I should back that statement up a bit. Clearly, a cancer or AIDS patient has a greater need for medicinal cannabis than a recreational user; this is not the argument, these people would clearly be much worse off without cannabis. What's being argued (Albeit less-so in, say, California) is the validity of the assertion that cannabis should be reserved for cases with critical needs, almost as a "last ditch effort" to help people suffering from the worst illnesses known to humanity.

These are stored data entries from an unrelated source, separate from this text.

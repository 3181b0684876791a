//! Backend adapters for catalogchat
//!
//! Three query backends sit behind traits here: the hybrid
//! lexical/vector index (Qdrant), the relationship graph (Neo4j), and
//! the relational catalog (Postgres). The in-memory TTL session store
//! also lives in this crate. Engine internals are out of scope; only
//! the query contracts the retrieval pipeline needs are exposed.

#![deny(warnings)]
#![cfg_attr(not(test), deny(clippy::unwrap_used))]
#![cfg_attr(not(test), deny(clippy::expect_used))]

pub mod error;
mod factory;
pub mod mock;
mod neo4j;
mod postgres;
mod qdrant;
mod session;

pub use factory::{connect_catalog_db, connect_graph_store, connect_vector_index};
pub use session::InMemorySessionStore;

use async_trait::async_trait;
use catalogchat_core::error::Result;
use chrono::{DateTime, Utc};
use serde::{Deserialize, Serialize};

// ==== Models ====

/// One hit from the hybrid lexical/vector index
#[derive(Debug, Clone, Serialize, Deserialize)]
pub struct ArtifactHit {
    /// Raw artifact body (e.g. a stored procedure definition)
    pub content: String,
    pub score: f32,
    #[serde(default)]
    pub table_name: Option<String>,
    #[serde(default)]
    pub view_name: Option<String>,
    #[serde(default)]
    pub entity_name: Option<String>,
    #[serde(default)]
    pub description: Option<String>,
}

/// One relationship edge between two catalog objects
#[derive(Debug, Clone, Serialize, Deserialize)]
pub struct RelationshipEdge {
    pub from_object: String,
    pub to_object: String,
    pub from_field: String,
    pub to_field: String,
    #[serde(default)]
    pub created_at: Option<DateTime<Utc>>,
}

/// A searchable table or view discovered from the catalog
#[derive(Debug, Clone, PartialEq, Eq, Serialize, Deserialize)]
pub struct CatalogRelation {
    pub name: String,
    /// "BASE TABLE" or "VIEW", as reported by the catalog
    pub kind: String,
}

/// Column metadata for a catalog relation
#[derive(Debug, Clone, PartialEq, Eq, Serialize, Deserialize)]
pub struct ColumnInfo {
    pub name: String,
    pub data_type: String,
}

// ==== Traits ====

/// Hybrid lexical/vector index over catalog artifacts
#[async_trait]
pub trait VectorIndex: Send + Sync {
    /// Verify the index's vector dimension matches `dimension`,
    /// recreating the index if not. Recreation is destructive: existing
    /// points are lost on a dimension mismatch.
    async fn ensure_index(&self, dimension: usize) -> Result<()>;

    /// Filtered hybrid query: mandatory k-NN over `embedding` plus a
    /// disjunctive match of `term` against metadata fields, at least
    /// one of which must hit.
    async fn hybrid_search(
        &self,
        embedding: Vec<f32>,
        term: &str,
        limit: usize,
    ) -> Result<Vec<ArtifactHit>>;

    /// Pure k-NN query with no filter; the fallback when the filtered
    /// query returns nothing.
    async fn knn_search(&self, embedding: Vec<f32>, limit: usize) -> Result<Vec<ArtifactHit>>;
}

/// Graph of catalog entities and their relationship edges
#[async_trait]
pub trait GraphStore: Send + Sync {
    /// All edges where either endpoint's name equals `name`, newest
    /// first. Malformed edge records are skipped, never fatal.
    async fn relationships_for_name(&self, name: &str) -> Result<Vec<RelationshipEdge>>;
}

/// Relational catalog database consumed by the SQL agent
#[async_trait]
pub trait CatalogDb: Send + Sync {
    /// Discover the whitelist of searchable tables/views
    async fn list_searchable_relations(&self) -> Result<Vec<CatalogRelation>>;

    /// Column metadata for one relation
    async fn describe_relation(&self, name: &str) -> Result<Vec<ColumnInfo>>;

    /// Execute a read-only SELECT and return its rows as a JSON array
    /// string. Statements are validated before execution.
    async fn execute_select(&self, sql: &str) -> Result<String>;
}
use crate::error::StorageError;
use crate::{CatalogDb, CatalogRelation, ColumnInfo};
use async_trait::async_trait;
use catalogchat_core::config::CatalogConfig;
use catalogchat_core::error::Result;
use sqlx::postgres::PgPoolOptions;
use sqlx::{PgPool, Row};
use tracing::{debug, info};

/// Statement prefixes the agent is allowed to execute
const ALLOWED_PREFIXES: &[&str] = &["select", "with"];

/// Keywords that make a statement a write or DDL, rejected outright
const FORBIDDEN_KEYWORDS: &[&str] = &[
    "insert", "update", "delete", "drop", "alter", "create", "truncate", "grant", "revoke",
    "copy", "vacuum",
];

/// Postgres client scoped to the searchable slice of the catalog
pub(crate) struct PostgresCatalogDb {
    pool: PgPool,
    schema: String,
    searchable_patterns: Vec<String>,
}

impl PostgresCatalogDb {
    /// Connect to the catalog database with the provided configuration
    pub async fn new(config: &CatalogConfig) -> Result<Self> {
        info!("Connecting to catalog database");

        let pool = PgPoolOptions::new()
            .max_connections(5)
            .connect(&config.database_url)
            .await
            .map_err(|e| StorageError::ConnectionFailed(e.to_string()))?;

        Ok(Self {
            pool,
            schema: config.schema.clone(),
            searchable_patterns: config.searchable_patterns.clone(),
        })
    }

    /// Reject anything that is not a single read-only statement
    fn validate_statement(sql: &str) -> Result<()> {
        let normalized = sql.trim().trim_end_matches(';').to_lowercase();

        if normalized.contains(';') {
            return Err(StorageError::RejectedStatement(
                "multiple statements are not allowed".to_string(),
            )
            .into());
        }

        if !ALLOWED_PREFIXES.iter().any(|p| normalized.starts_with(p)) {
            return Err(StorageError::RejectedStatement(
                "only SELECT statements are allowed".to_string(),
            )
            .into());
        }

        for keyword in FORBIDDEN_KEYWORDS {
            if normalized
                .split(|c: char| !c.is_ascii_alphanumeric() && c != '_')
                .any(|word| word == *keyword)
            {
                return Err(StorageError::RejectedStatement(format!(
                    "statement contains forbidden keyword '{keyword}'"
                ))
                .into());
            }
        }

        Ok(())
    }
}

#[async_trait]
impl CatalogDb for PostgresCatalogDb {
    async fn list_searchable_relations(&self) -> Result<Vec<CatalogRelation>> {
        let rows = sqlx::query(
            "SELECT table_name, table_type FROM information_schema.tables \
             WHERE table_schema = $1 AND table_name LIKE ANY($2) \
             ORDER BY table_name",
        )
        .bind(&self.schema)
        .bind(&self.searchable_patterns)
        .fetch_all(&self.pool)
        .await
        .map_err(|e| StorageError::BackendError(format!("Failed to list relations: {e}")))?;

        let relations = rows
            .iter()
            .map(|row| {
                Ok(CatalogRelation {
                    name: row
                        .try_get("table_name")
                        .map_err(|e| StorageError::BackendError(e.to_string()))?,
                    kind: row
                        .try_get("table_type")
                        .map_err(|e| StorageError::BackendError(e.to_string()))?,
                })
            })
            .collect::<Result<Vec<_>>>()?;

        debug!("Discovered {} searchable relation(s)", relations.len());
        Ok(relations)
    }

    async fn describe_relation(&self, name: &str) -> Result<Vec<ColumnInfo>> {
        let rows = sqlx::query(
            "SELECT column_name, data_type FROM information_schema.columns \
             WHERE table_schema = $1 AND table_name = $2 \
             ORDER BY ordinal_position",
        )
        .bind(&self.schema)
        .bind(name)
        .fetch_all(&self.pool)
        .await
        .map_err(|e| StorageError::BackendError(format!("Failed to describe '{name}': {e}")))?;

        rows.iter()
            .map(|row| {
                Ok(ColumnInfo {
                    name: row
                        .try_get("column_name")
                        .map_err(|e| StorageError::BackendError(e.to_string()))?,
                    data_type: row
                        .try_get("data_type")
                        .map_err(|e| StorageError::BackendError(e.to_string()))?,
                })
            })
            .collect()
    }

    async fn execute_select(&self, sql: &str) -> Result<String> {
        Self::validate_statement(sql)?;

        // Wrapping in json_agg lets arbitrary result shapes come back
        // as one text column.
        let wrapped = format!(
            "SELECT COALESCE(json_agg(row_to_json(t)), '[]'::json)::text \
             FROM ({}) t",
            sql.trim().trim_end_matches(';')
        );

        let rows_json: String = sqlx::query_scalar(&wrapped)
            .fetch_one(&self.pool)
            .await
            .map_err(|e| StorageError::BackendError(format!("Query execution failed: {e}")))?;

        Ok(rows_json)
    }
}

#[cfg(test)]
mod tests {
    use super::*;

    #[test]
    fn test_validate_accepts_select() {
        assert!(PostgresCatalogDb::validate_statement("SELECT * FROM catalog_objects").is_ok());
        assert!(PostgresCatalogDb::validate_statement(
            "WITH x AS (SELECT 1) SELECT * FROM x"
        )
        .is_ok());
        assert!(PostgresCatalogDb::validate_statement("select 1;").is_ok());
    }

    #[test]
    fn test_validate_rejects_writes() {
        assert!(PostgresCatalogDb::validate_statement("DELETE FROM catalog_objects").is_err());
        assert!(
            PostgresCatalogDb::validate_statement("SELECT 1; DROP TABLE catalog_objects").is_err()
        );
        assert!(PostgresCatalogDb::validate_statement(
            "SELECT * FROM t WHERE x = 1 UNION SELECT 2; update t set x = 3"
        )
        .is_err());
    }

    #[test]
    fn test_validate_rejects_embedded_keyword_statement() {
        assert!(PostgresCatalogDb::validate_statement("TRUNCATE catalog_objects").is_err());
    }

    #[test]
    fn test_validate_allows_keyword_inside_identifier() {
        // "created_at" contains "create" as a substring but not as a word
        assert!(PostgresCatalogDb::validate_statement(
            "SELECT created_at FROM catalog_objects"
        )
        .is_ok());
    }
}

Recently, the guy who runs WeedMaps.com got some flack from the medicinal community when he was interviewed by media and made light of California's lax requirements for medicinal cannabis. The danger of the "recreational as medicinal" approach is that the medicinal lobby has fought tooth and nail for credibility over decades of heartache, and with more and more states opting to allow at least limited medicinal cannabis usage, the last thing needed is for more conservative states to see the medicinal lobby as a Trojan Horse for full-on legalization. This is also part of why many in the medicinal community are against legalization; the U.S. federal government doesn't even acknowledge cannabis has medicinal benefit yet, much less be on board for letting everyone in the country smoke it.